# Presidents Day Coyote killing contest?



## phorisc (Feb 2, 2011)

Anyone up for a Coyote killing contest?
We can have it take place between (Feb 18 - Feb 21, 2011) Friday-Monday (Weekend+Presidents Day since some people don't get pres day off)

Not sure what to do for a prize yet...Determine winner by amount of coyotes killed...just take pictures of the coyote and include a piece of paper with the date of the kill.

Since its a coyote killing contest, trapping/hunting both work for kill coyotes unless everyone decides they want it to just be a hunting coyote contest. 

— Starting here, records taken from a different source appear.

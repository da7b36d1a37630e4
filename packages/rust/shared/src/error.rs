//! Error types for helpsync.
//!
//! Library crates use [`HelpsyncError`] via `thiserror`.
//! App crates (cli/server) wrap this with `color-eyre` for rich diagnostics.
//!
//! The variants mirror the pipeline's failure policy: `Listing` is fatal for
//! a run, while `Fetch`, `Io` and `Upload` are per-item failures that feed
//! the run's failure tracker. `Aborted` is the soft threshold-trip signal
//! and is reported as a run status, never raised to a trigger surface.

use std::path::PathBuf;

/// Top-level error type for all helpsync operations.
#[derive(Debug, thiserror::Error)]
pub enum HelpsyncError {
    /// Configuration loading or validation error.
    #[error("config error: {message}")]
    Config { message: String },

    /// Article listing failed (sitemap or API unreachable/malformed).
    /// Fatal for the whole run.
    #[error("listing error: {0}")]
    Listing(String),

    /// Single-article content retrieval failed. Recorded as a failure,
    /// iteration continues.
    #[error("fetch error: {0}")]
    Fetch(String),

    /// Destination API rejected or was unreachable for one document.
    #[error("upload error: {0}")]
    Upload(String),

    /// XML/HTML parsing or content extraction error.
    #[error("parse error: {message}")]
    Parse { message: String },

    /// Filesystem I/O error (staging write, staged-file read/delete).
    #[error("I/O error at {path:?}: {source}")]
    Io {
        path: PathBuf,
        source: std::io::Error,
    },

    /// Data validation error (missing credentials, bad URL, etc.).
    #[error("validation error: {message}")]
    Validation { message: String },

    /// The run tripped its consecutive-failure threshold while an operation
    /// was in flight. The operation's output is discarded.
    #[error("run aborted: too many consecutive failures")]
    Aborted,
}

/// Convenience alias used throughout the codebase.
pub type Result<T> = std::result::Result<T, HelpsyncError>;

impl HelpsyncError {
    /// Create a config error from any displayable message.
    pub fn config(msg: impl Into<String>) -> Self {
        Self::Config {
            message: msg.into(),
        }
    }

    /// Create a parse error from any displayable message.
    pub fn parse(msg: impl Into<String>) -> Self {
        Self::Parse {
            message: msg.into(),
        }
    }

    /// Create a validation error from any displayable message.
    pub fn validation(msg: impl Into<String>) -> Self {
        Self::Validation {
            message: msg.into(),
        }
    }

    /// Wrap a `std::io::Error` with a path for context.
    pub fn io(path: impl Into<PathBuf>, source: std::io::Error) -> Self {
        Self::Io {
            path: path.into(),
            source,
        }
    }

    /// Whether this error is fatal for the whole run (as opposed to a
    /// per-item failure that only bumps the failure counter).
    pub fn is_fatal(&self) -> bool {
        matches!(self, Self::Listing(_) | Self::Config { .. })
    }
}
//! Staging writer: fetch, convert, and persist one article.
//!
//! Each run stages into its own subdirectory (`<staging_root>/<run_id>/`),
//! so concurrent runs against the same source cannot clobber each other's
//! files. A staged artifact is `<slug>.txt` holding `<title>\n\n<body>` as
//! plain text.

use std::path::{Path, PathBuf};

use tracing::{debug, instrument};

use helpsync_extract::ExtractOptions;
use helpsync_shared::{ArticleRef, Credentials, HelpsyncError, Result};
use helpsync_source::ArticleSource;

use crate::pacer::Pacer;
use crate::run_state::RunState;

/// Converted bodies at or below this length carry no real content
/// (empty paragraphs, stray whitespace markup) and are dropped.
const MIN_BODY_LEN: usize = 3;

// ---------------------------------------------------------------------------
// UploadTask
// ---------------------------------------------------------------------------

/// A staged document ready for upload. Immutable once created; ownership
/// moves from the orchestrator into the upload queue.
#[derive(Debug, Clone)]
pub struct UploadTask {
    /// Document filename presented to the upload API.
    pub filename: String,
    /// Location of the staged artifact on disk.
    pub path: PathBuf,
    /// Credentials the upload worker will use.
    pub credentials: Credentials,
}

/// Result of staging one article.
#[derive(Debug)]
pub enum StageOutcome {
    /// Artifact written; task ready for the queue.
    Staged(UploadTask),
    /// Converted body was below the minimal-content threshold.
    /// Not a failure.
    Skipped,
}

// ---------------------------------------------------------------------------
// StagingWriter
// ---------------------------------------------------------------------------

/// Converts fetched articles into staged text artifacts.
pub struct StagingWriter {
    dir: PathBuf,
    pacer: Pacer,
    extract: ExtractOptions,
}

impl StagingWriter {
    /// Writer staging into `dir` (created lazily on first write).
    pub fn new(dir: PathBuf, pacer: Pacer) -> Self {
        Self {
            dir,
            pacer,
            extract: ExtractOptions::default(),
        }
    }

    /// The run's staging directory.
    pub fn dir(&self) -> &Path {
        &self.dir
    }

    /// Fetch one article, convert it to text, and persist the artifact.
    ///
    /// Returns [`StageOutcome::Skipped`] for below-threshold content.
    /// Returns [`HelpsyncError::Aborted`] if the run tripped its failure
    /// threshold while this operation was in flight; the written artifact
    /// is discarded by the caller, no upload is attempted.
    #[instrument(skip_all, fields(url = %article.url))]
    pub async fn stage(
        &self,
        source: &dyn ArticleSource,
        article: &ArticleRef,
        credentials: &Credentials,
        state: &RunState,
    ) -> Result<StageOutcome> {
        let content = source.fetch(article).await?;

        let title = helpsync_extract::to_text(&content.title, &self.extract);
        let body = helpsync_extract::to_text(&content.body, &self.extract);

        if body.len() <= MIN_BODY_LEN {
            debug!(body_len = body.len(), "below minimal-content threshold, skipping");
            return Ok(StageOutcome::Skipped);
        }

        tokio::fs::create_dir_all(&self.dir)
            .await
            .map_err(|e| HelpsyncError::io(&self.dir, e))?;

        let filename = format!("{}.txt", article.slug());
        let path = self.dir.join(&filename);
        tokio::fs::write(&path, format!("{title}\n\n{body}"))
            .await
            .map_err(|e| HelpsyncError::io(&path, e))?;

        self.pacer.after_write().await;

        // The run may have tripped while we were fetching or writing.
        if !state.should_continue() {
            return Err(HelpsyncError::Aborted);
        }

        debug!(%filename, "article staged");
        Ok(StageOutcome::Staged(UploadTask {
            filename,
            path,
            credentials: credentials.clone(),
        }))
    }
}
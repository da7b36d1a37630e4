//! Import pipeline core: run state, pacing, staging, the bounded upload
//! queue, and the orchestrator that drives one run end to end.

pub mod orchestrator;
pub mod pacer;
pub mod queue;
pub mod run_state;
pub mod staging;

pub use orchestrator::{
    ImportConfig, ProgressReporter, ProgressSnapshot, RunProgress, SilentProgress, run_import,
};
pub use pacer::Pacer;
pub use queue::{DrainStats, UploadQueue};
pub use run_state::RunState;
pub use staging::{StageOutcome, StagingWriter, UploadTask};
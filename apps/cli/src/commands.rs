//! CLI command definitions, routing, and tracing setup.

use std::sync::Arc;

use clap::{Parser, Subcommand};
use color_eyre::eyre::Result;
use dialoguer::{Confirm, Input, Password};
use helpsync_core::{ImportConfig, ProgressReporter, run_import};
use helpsync_shared::{
    AppConfig, RunParams, RunReport, RunRequest, init_config, load_config,
};
use helpsync_upload::KbClient;
use indicatif::{ProgressBar, ProgressStyle};
use tracing::info;

// ---------------------------------------------------------------------------
// CLI structure
// ---------------------------------------------------------------------------

/// helpsync — sync help-center articles into a knowledge base.
#[derive(Parser)]
#[command(
    name = "helpsync",
    version,
    about = "Sync recently updated help-center articles into a knowledge-base project.",
    long_about = None,
)]
pub(crate) struct Cli {
    /// Log format: text (default) or json.
    #[arg(long, default_value = "text", global = true)]
    pub log_format: LogFormat,

    /// Verbosity level (-v, -vv, -vvv).
    #[arg(short, long, action = clap::ArgAction::Count, global = true)]
    pub verbose: u8,

    #[command(subcommand)]
    pub command: Command,
}

/// Log output format.
#[derive(Clone, Debug, clap::ValueEnum)]
pub(crate) enum LogFormat {
    Text,
    Json,
}

/// Top-level CLI subcommands.
#[derive(Subcommand)]
pub(crate) enum Command {
    /// Run one import with the given parameters.
    Run {
        /// Sitemap URL, or the literal "api" to list via the help-center API.
        #[arg(long)]
        url: Option<String>,

        /// Knowledge-base API key (falls back to the configured env var).
        #[arg(long)]
        api_key: Option<String>,

        /// Knowledge-base project id (falls back to the configured env var).
        #[arg(long)]
        project_id: Option<String>,

        /// Import every article regardless of last-modified date.
        #[arg(long)]
        force: bool,

        /// Only import articles updated within this many days.
        #[arg(long)]
        previous_days: Option<i64>,

        /// Keep staged files on disk after the run.
        #[arg(long)]
        retain: bool,

        /// Stage everything but skip the upload calls.
        #[arg(long)]
        dry_run: bool,
    },

    /// Answer a few questions, then run an import.
    Prompt,

    /// Configuration management.
    Config {
        /// Config subcommand.
        #[command(subcommand)]
        action: ConfigAction,
    },
}

/// Config subcommands.
#[derive(Subcommand)]
pub(crate) enum ConfigAction {
    /// Initialize config file with defaults.
    Init,
    /// Show resolved configuration.
    Show,
}

// ---------------------------------------------------------------------------
// Tracing setup
// ---------------------------------------------------------------------------

/// Initialize tracing based on CLI flags.
pub(crate) fn init_tracing(cli: &Cli) {
    use tracing_subscriber::{EnvFilter, fmt};

    let filter = match cli.verbose {
        0 => "helpsync=info",
        1 => "helpsync=debug",
        _ => "helpsync=trace",
    };

    let env_filter = EnvFilter::try_from_default_env().unwrap_or_else(|_| EnvFilter::new(filter));

    match cli.log_format {
        LogFormat::Text => {
            fmt().with_env_filter(env_filter).with_target(false).init();
        }
        LogFormat::Json => {
            fmt().json().with_env_filter(env_filter).init();
        }
    }
}

// ---------------------------------------------------------------------------
// Command dispatch
// ---------------------------------------------------------------------------

/// Run the CLI command.
pub(crate) async fn run(cli: Cli) -> Result<()> {
    match cli.command {
        Command::Run {
            url,
            api_key,
            project_id,
            force,
            previous_days,
            retain,
            dry_run,
        } => {
            let request = RunRequest {
                api_key,
                project_id,
                url,
                force: force.then_some(true),
                previous_days,
            };
            cmd_run(request, retain, dry_run).await
        }
        Command::Prompt => cmd_prompt().await,
        Command::Config { action } => match action {
            ConfigAction::Init => cmd_config_init().await,
            ConfigAction::Show => cmd_config_show().await,
        },
    }
}

// ---------------------------------------------------------------------------
// Import commands
// ---------------------------------------------------------------------------

async fn cmd_run(request: RunRequest, retain: bool, dry_run: bool) -> Result<()> {
    let config = load_config()?;
    let params = RunParams::resolve(&request, &config)?;

    let mut import = ImportConfig::from(&config);
    import.retain_docs = import.retain_docs || retain;
    let dry_run = dry_run || config.pipeline.dry_run;

    info!(
        mode = %params.mode,
        force = params.force,
        lookback_days = params.lookback_days,
        dry_run,
        "starting import"
    );

    let source = helpsync_source::build_source(&params, &config)?;
    let sink = Arc::new(KbClient::new(
        &config.upload.base_url,
        config.upload.max_chunk_size,
        config.upload.overwrite,
        dry_run,
    )?);

    let reporter = CliProgress::new();
    let report = run_import(&params, &import, source.as_ref(), sink, &reporter).await?;

    print_report(&report);
    Ok(())
}

/// Interactive variant: ask for the run parameters, then import.
async fn cmd_prompt() -> Result<()> {
    let config = load_config()?;

    let url: String = Input::new()
        .with_prompt("Sitemap URL (or \"api\" to list via the help-center API)")
        .default(config.default_sitemap_url().unwrap_or_default())
        .allow_empty(true)
        .interact_text()?;

    let api_key: String = Password::new()
        .with_prompt("KB API key (empty to use the environment)")
        .allow_empty_password(true)
        .interact()?;

    let project_id: String = Input::new()
        .with_prompt("KB project id (empty to use the environment)")
        .allow_empty(true)
        .interact_text()?;

    let force = Confirm::new()
        .with_prompt("Import all articles, regardless of update date?")
        .default(false)
        .interact()?;

    let previous_days: i64 = Input::new()
        .with_prompt("Only import articles updated within the last N days")
        .default(config.pipeline.lookback_days)
        .interact_text()?;

    let nonempty = |s: String| if s.trim().is_empty() { None } else { Some(s) };
    let request = RunRequest {
        api_key: nonempty(api_key),
        project_id: nonempty(project_id),
        url: nonempty(url),
        force: Some(force),
        previous_days: Some(previous_days),
    };

    cmd_run(request, false, false).await
}

fn print_report(report: &RunReport) {
    println!();
    println!("  Import {}", report.status);
    println!("  Run ID:     {}", report.run_id);
    println!("  Discovered: {}", report.discovered);
    println!("  Staged:     {}", report.staged);
    println!("  Uploaded:   {}", report.uploaded);
    println!("  Failed:     {}", report.failed);
    println!("  Skipped:    {}", report.skipped);
    println!("  Time:       {:.1}s", report.elapsed.as_secs_f64());
    println!();
}

// ---------------------------------------------------------------------------
// CLI progress reporter
// ---------------------------------------------------------------------------

/// Progress reporter using an indicatif spinner.
struct CliProgress {
    spinner: ProgressBar,
}

impl CliProgress {
    fn new() -> Self {
        let spinner = ProgressBar::new_spinner();
        spinner.set_style(
            ProgressStyle::with_template("{spinner:.cyan} {msg}")
                .unwrap()
                .tick_strings(&["⠋", "⠙", "⠹", "⠸", "⠼", "⠴", "⠦", "⠧", "⠇", "⠏"]),
        );
        spinner.enable_steady_tick(std::time::Duration::from_millis(80));
        Self { spinner }
    }
}

impl ProgressReporter for CliProgress {
    fn phase(&self, name: &str) {
        self.spinner.set_message(name.to_string());
    }

    fn item(&self, current: usize, total: usize, url: &str) {
        self.spinner
            .set_message(format!("Processing [{current}/{total}] {url}"));
    }

    fn done(&self, _report: &RunReport) {
        self.spinner.finish_and_clear();
    }
}

// ---------------------------------------------------------------------------
// Config commands
// ---------------------------------------------------------------------------

async fn cmd_config_init() -> Result<()> {
    let path = init_config()?;
    println!("Config initialized at: {}", path.display());
    Ok(())
}

async fn cmd_config_show() -> Result<()> {
    let config: AppConfig = load_config()?;
    let toml_str = toml::to_string_pretty(&config)?;
    println!("{toml_str}");
    Ok(())
}
//! helpsync CLI — one-shot help-center to knowledge-base imports.
//!
//! Lists recently updated help-center articles, stages them as plain-text
//! documents, and uploads them to a knowledge-base project.

mod commands;

use clap::Parser;
use color_eyre::eyre::Result;

use commands::Cli;

#[tokio::main]
async fn main() -> Result<()> {
    color_eyre::install()?;
    let cli = Cli::parse();
    commands::init_tracing(&cli);
    commands::run(cli).await
}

This would help us eliminate some of the coyotes in Utah and its fun 

Let me know if anyone is interested or has ideas for the winning prize.


----------



## Nambaster (Nov 15, 2007)

I dont know about a contest but I will be out on presidents day trying to put some dogs down.


----------



## phorisc (Feb 2, 2011)

same here 
i really hope the snow slows down by then...im afraid its gonna snow monday then itll ruin my plans to get some coyotes X(


----------



## Nambaster (Nov 15, 2007)

Wind is my biggest enemy.


----------



## yfzduner450 (Dec 28, 2009)

Do Wyoming dogs count, cuz i'm heading to wyoming tomorrow to hunt for the weekend?? If they do, i'd be interested.


----------



## phorisc (Feb 2, 2011)

ya i think we'll just do a bragging rights contest 
So just take pictures to share your kills with everyone 

Any state counts


----------



## Nambaster (Nov 15, 2007)

Keep in mind that they are in the mating season right now so coyote vocalizations might work better than rabbit squeels right now.


----------



## Huge29 (Sep 17, 2007)

Nambaster said:


> Wind is my biggest enemy.


Try some Pepto; take a half bottle down, should have you fixed within the hour, good luck!


----------



## JERRY (Sep 30, 2007)

Huge29 said:


> Nambaster said:
> 
> 
> > Wind is my biggest enemy.
> ...


 -_O- -_O- -_O-


----------



## mikevanwilder (Nov 11, 2008)

Huge29 said:


> Nambaster said:
> 
> 
> > Wind is my biggest enemy.
> ...


Oh man thats funny! Maybe Gas-X! :mrgreen: 
I would love to get in on this but I will be working Friday-Mon morning.
I guess I can go out Monday and give it a shot.
Oh and I love it when the snow flies for coyote hunting. Seems to get them moving.


----------



## Nambaster (Nov 15, 2007)

:shock:  :shock:  :O•-:


----------



## bkelz (Dec 3, 2010)

i would be down but i gotta work on sat. maybe i could get one on monday.


----------



## crjeeper (Dec 31, 2009)

I'm getting on a planeright now to go hunt in Alaska. If I get some coyotes I'll post em. But I'm going for Wolf so pray for the wolves to come to me!!!


----------



## yfzduner450 (Dec 28, 2009)

Here's a Presidents Weekend Coyote viewtopic.php?f=57&t=32618


----------



## phorisc (Feb 2, 2011)

No luck for me, all I got was a nice hike in knee deep snow with snowshoes 
good exercise though


----------



## Nambaster (Nov 15, 2007)

We did 3 sets on the first set of the day I was doing the calling and we got one to come into 75 yards of my buddy, but it had me pinned. Just as he swung his rifle it noticed him and took off an he got 2 shots off with his 30-06 before disappearing over a hill. It reappeared 500 yards out still jogging or trotting a long and I got 2 shots off but none of them connected. 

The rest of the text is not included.